You have a very strong suite offering. Is there a consistent feel suite to suite or are you offering different designs throughout?

Very different, especially in our Grand suites, which are a reflection of residential-style living at the hotel. The Charles Pierre Suite, for example, was done in a stark contemporary design by Italian architect Piero Lissoni, which is certainly not The Pierre as people knew it. It is one of our Grand Suites that features a beautiful terrace and people love the idea that there is something unexpected about it now.

So, the 11 Grand Suites are completely distinct in their design and layout. Another one reflects a very Indian design; the others have a more traditional feel, but they are all different.

Hoteliers in New York City talk about the challenge in food and beverage. Have you been happy with the partnership in that area and how it has been received?

I’m very happy to have a name restaurant associated with The Pierre, because it strengthens both brands.

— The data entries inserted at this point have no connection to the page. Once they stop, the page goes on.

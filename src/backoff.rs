//! 刷新退避策略
//!
//! 解析成功时按固定间隔调度下一次刷新；连续失败时按倍增退避拉开重试
//! 间隔，避免持续冲击故障中的解析器。退避有上限，成功后立即复位。

use std::time::Duration;

/// 默认退避上限
pub const DEFAULT_MAX_REFRESH_BACKOFF: Duration = Duration::from_secs(300);

/// 刷新退避状态机
///
/// 延迟曲线：`base * 2^min(n, 10)`，`n` 为连续失败次数，封顶于 `max`。
#[derive(Debug, Clone)]
pub struct RefreshBackoff {
    base: Duration,
    max: Duration,
    failures: u32,
}

impl RefreshBackoff {
    /// 创建退避状态机
    pub fn new(base: Duration, max: Duration) -> Self {
        Self {
            base,
            max,
            failures: 0,
        }
    }

    /// 使用默认上限创建
    pub fn with_default_max(base: Duration) -> Self {
        Self::new(base, DEFAULT_MAX_REFRESH_BACKOFF.max(base))
    }

    /// 记录一次成功，复位退避
    pub fn succeed(&mut self) {
        self.failures = 0;
    }

    /// 记录一次失败
    pub fn fail(&mut self) {
        self.failures = self.failures.saturating_add(1);
    }

    /// 连续失败次数
    pub fn failures(&self) -> u32 {
        self.failures
    }

    /// 距离下一次刷新的延迟
    pub fn next_delay(&self) -> Duration {
        if self.failures == 0 {
            return self.base;
        }
        let shift = self.failures.min(10);
        let delay_ms = (self.base.as_millis() as u64).saturating_mul(1u64 << shift);
        Duration::from_millis(delay_ms).min(self.max)
    }
}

When we closed the hotel, we knew it was the end of Café Pierre and that we were at a crossroads – we had to decide if we were going with a three-star Michelin concept or a restaurant that could appeal to a broader group of guests/patrons.

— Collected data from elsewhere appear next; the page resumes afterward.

//! DNS SRV 解析后端
//!
//! 将 RFC 2782 风格的 SRV 查询翻译为实例记录。DNS 不携带健康信号，
//! 所有解析出的记录都视为健康。配置了降级开关时，查询无可用记录或
//! 失败会合成一个指向渲染后 FQDN 的单实例，让发现退化为"把 DNS 名
//! 当作单个可达端点"而不是直接失败。

use std::net::{IpAddr, SocketAddr};
use std::str::FromStr;

use async_trait::async_trait;
use hickory_resolver::TokioAsyncResolver;
use hickory_resolver::config::{NameServerConfig, Protocol, ResolverConfig, ResolverOpts};

use crate::backend::ResolverBackend;
use crate::config::DiscoveryConfig;
use crate::error::{DiscoveryError, Result};
use crate::instance::{Health, Instance};

/// 查询目标域名模板
///
/// `{service}` 占位符在渲染时替换为逻辑服务名，其余部分原样保留。
/// 未知占位符和不配对的大括号在解析时报错。
#[derive(Debug, Clone)]
pub struct NameTemplate {
    raw: String,
    segments: Vec<Segment>,
}

#[derive(Debug, Clone)]
enum Segment {
    Literal(String),
    ServiceName,
}

impl NameTemplate {
    /// 解析模板字符串
    pub fn parse(template: &str) -> Result<Self> {
        let invalid = |reason: &str| DiscoveryError::InvalidNameTemplate {
            template: template.to_string(),
            reason: reason.to_string(),
        };

        let mut segments = Vec::new();
        let mut literal = String::new();
        let mut chars = template.chars();
        while let Some(c) = chars.next() {
            match c {
                '{' => {
                    let mut key = String::new();
                    let mut closed = false;
                    for c in chars.by_ref() {
                        if c == '}' {
                            closed = true;
                            break;
                        }
                        key.push(c);
                    }
                    if !closed {
                        return Err(invalid("unclosed '{'"));
                    }
                    if key != "service" {
                        return Err(invalid(&format!("unknown placeholder {{{}}}", key)));
                    }
                    if !literal.is_empty() {
                        segments.push(Segment::Literal(std::mem::take(&mut literal)));
                    }
                    segments.push(Segment::ServiceName);
                }
                '}' => return Err(invalid("unmatched '}'")),
                _ => literal.push(c),
            }
        }
        if !literal.is_empty() {
            segments.push(Segment::Literal(literal));
        }

        Ok(Self {
            raw: template.to_string(),
            segments,
        })
    }

    /// 用逻辑服务名渲染目标域名
    pub fn render(&self, service_name: &str) -> String {
        let mut out = String::with_capacity(self.raw.len() + service_name.len());
        for segment in &self.segments {
            match segment {
                Segment::Literal(s) => out.push_str(s),
                Segment::ServiceName => out.push_str(service_name),
            }
        }
        out
    }

    /// 原始模板字符串
    pub fn as_str(&self) -> &str {
        &self.raw
    }
}

/// DNS SRV 解析后端
///
/// 每次调用无状态，只持有静态配置和解析器句柄。
#[derive(Debug)]
pub struct DnsSrvBackend {
    resolver: TokioAsyncResolver,
    template: NameTemplate,
    srv_service: Option<String>,
    srv_proto: Option<String>,
    fallback_to_fqdn: bool,
}

impl DnsSrvBackend {
    /// 从配置创建 DNS SRV 后端
    ///
    /// 模板或 DNS 服务器地址无效时立即失败（配置错误，不可重试）。
    pub fn new(config: &DiscoveryConfig) -> Result<Self> {
        let template = NameTemplate::parse(&config.name_template)?;
        let resolver = build_resolver(config.dns_server.as_deref())?;

        Ok(Self {
            resolver,
            template,
            srv_service: config.srv_service.clone(),
            srv_proto: config.srv_proto.clone(),
            fallback_to_fqdn: config.fallback_to_fqdn,
        })
    }

    /// 实际发往解析器的查询名
    ///
    /// service 和 proto 标签同时设置时为 `_<service>._<proto>.<目标>`，
    /// 否则直接查询渲染后的目标。
    pub fn query_name(&self, service_name: &str) -> String {
        let target = self.template.render(service_name);
        match (&self.srv_service, &self.srv_proto) {
            (Some(svc), Some(proto)) => format!("_{}._{}.{}", svc, proto, target),
            _ => target,
        }
    }

    /// 合成降级实例
    ///
    /// 以渲染后的 FQDN 为 ID 和地址，端口 0，健康状态 Passing。
    /// 同一服务名重复合成得到相同 ID。
    pub fn fallback_instance(&self, service_name: &str) -> Instance {
        let fqdn = self.template.render(service_name);
        Instance::new(service_name, fqdn.clone(), 0)
            .with_id(fqdn)
            .with_health(Health::Passing)
            .with_meta("fallback", "true")
    }
}

#[async_trait]
impl ResolverBackend for DnsSrvBackend {
    async fn resolve(&self, service_name: &str) -> Result<Vec<Instance>> {
        let query = self.query_name(service_name);

        let lookup = match self.resolver.srv_lookup(query.clone()).await {
            Ok(lookup) => lookup,
            Err(e) if self.fallback_to_fqdn => {
                tracing::debug!(
                    service = service_name,
                    query = %query,
                    error = %e,
                    "SRV lookup failed, falling back to FQDN instance"
                );
                return Ok(vec![self.fallback_instance(service_name)]);
            }
            Err(e) => return Err(DiscoveryError::Resolve(e.to_string())),
        };

        let mut instances = Vec::new();
        for srv in lookup.iter() {
            let host = srv.target().to_utf8();
            let host = host.trim_end_matches('.').to_string();
            let mut instance = Instance::new(service_name, host, srv.port())
                .with_health(Health::Passing)
                .with_meta("srv-name", query.as_str())
                .with_meta("srv-priority", srv.priority().to_string())
                .with_meta("srv-weight", srv.weight().to_string())
                .with_raw_entry(format!("{:?}", srv));
            if let Some(svc) = &self.srv_service {
                instance = instance.with_meta("srv-service", svc.as_str());
            }
            if let Some(proto) = &self.srv_proto {
                instance = instance.with_meta("srv-proto", proto.as_str());
            }
            instances.push(instance);
        }

        if instances.is_empty() && self.fallback_to_fqdn {
            return Ok(vec![self.fallback_instance(service_name)]);
        }

        Ok(instances)
    }
}

/// 构建解析器：有覆盖地址时直连该服务器（UDP），否则使用系统配置
fn build_resolver(dns_server: Option<&str>) -> Result<TokioAsyncResolver> {
    match dns_server {
        Some(address) => {
            let socket_addr = parse_dns_server(address)?;
            let mut config = ResolverConfig::new();
            config.add_name_server(NameServerConfig::new(socket_addr, Protocol::Udp));
            Ok(TokioAsyncResolver::tokio(config, ResolverOpts::default()))
        }
        None => TokioAsyncResolver::tokio_from_system_conf()
            .map_err(|e| DiscoveryError::Resolve(e.to_string())),
    }
}

/// 解析 DNS 服务器地址，缺省端口 53
fn parse_dns_server(address: &str) -> Result<SocketAddr> {
    if let Ok(addr) = SocketAddr::from_str(address) {
        return Ok(addr);
    }
    if let Ok(ip) = IpAddr::from_str(address) {
        return Ok(SocketAddr::new(ip, 53));
    }
    Err(DiscoveryError::InvalidDnsServer {
        address: address.to_string(),
        reason: "expected 'ip' or 'ip:port'".to_string(),
    })
}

I wanted to have a restaurant in this neighborhood where people feel comfortable to come in for breakfast, lunch, or dinner several times a week. With our partnership with Le Caprice, we found an upscale brasserie concept – and the English heritage is unique.

It fit a perfect niche in this market and it’s a great value concept compared to most hotel restaurants.


High-Tech Boardroom

What are your offerings in terms of meeting and event space?

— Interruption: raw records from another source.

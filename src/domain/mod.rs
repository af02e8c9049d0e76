//! Core domain types
//!
//! This module contains the domain types shared across the bridge: the error
//! hierarchy, the `Result` alias, retrieved-message types and filename
//! classification, plus the wire-level constants both registries share.

pub mod errors;
pub mod message;
pub mod result;

pub use errors::{BridgeError, FhirError, MeshError};
pub use message::{classify_filename, MeshMessage, MessageKind};
pub use result::Result;

/// Identifier system for NHS numbers on FHIR Patient resources.
pub const NHS_NUMBER_SYSTEM: &str = "https://fhir.nhs.uk/Id/nhs-number";

/// Azure FHIR servers cap transaction bundles and search pages at 500 entries.
pub const FHIR_SERVER_MAX_PAGE_SIZE: usize = 500;

/// Filename prefix for PDS MESH trace request files.
pub const PDS_MESH_FILE_NAME_PREFIX: &str = "MPTREQ";

/// Filename prefix for NDOP MESH request files.
pub const NDOP_MESH_FILE_NAME_PREFIX: &str = "NDOPREQ";

/// MESH header carrying the original remote filename of a retrieved message.
pub const MESH_FILE_NAME_HEADER: &str = "mex-filename";

/// Response code marking a record as removed or merged at the registry.
pub const PDS_REMOVED_STATUS_CODE: &str = "91";

/// Sentinel "no match" NHS number in PDS merge responses.
pub const PDS_NO_MATCH_SENTINEL: &str = "0000000000";

/// How long correlation state for an outbound batch is kept before a late
/// response is treated as an unrecoverable miss.
pub const TRACKING_TTL_HOURS: u64 = 48;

One of the core strengths of this hotel is its event space, because the flow of the rooms is ideal for many different events, whether it’s social or corporate.

During the renovation, we built several smaller meeting spaces and a boardroom that has all the appropriate technology and clearly fills a niche that we couldn’t appropriately accommodate before. It enables us to go after small executive and boardroom meetings, which also drive a lot of suite occupancy. This is very crucial for us with almost 25 percent of our inventory being suites.

How much value has the Taj banner brought to the property and was it challenging to mesh the cultures?

Through Taj’s almost 110-year history, its origins and deep roots have been in India, but we are growing in leaps and bounds all over the world. We just opened in Cape Town, South Africa. One shouldn’t define Taj as an Indian company – it’s a world-class luxury hotel operator.

The hotel was managed by Four Seasons for over 25 years. That left a deep impression on the hotel and on the workforce as well. So there had to be a reorientation from the philosophies of Four Seasons to the philosophies of Taj, but all of that has happened in a positive way.

Also, The Pierre itself has such a strong identity as a brand that, even after 25 years of Four Seasons, there were lots of people who never realized it was a Four Seasons. That is currently true for Taj as well, to an extent.

After Taj invested more than $100 million into this building, the result is a very elegant European-style hotel with subtle Indian touches. You want a hotel to have a sense of location, which was accomplished very well with the renovation because guests still recognize The Pierre and love all the improvements.

Taj has adopted the Tata Business Excellence Model, and we are implementing a lot of processes and systems that will enable us to enhance the service product by making it far more consistent.

We’re also starting to see the benefit of being a part of the Tata conglomerate. Tata already has a worldwide presence and we have really just started to capitalize on the opportunities here.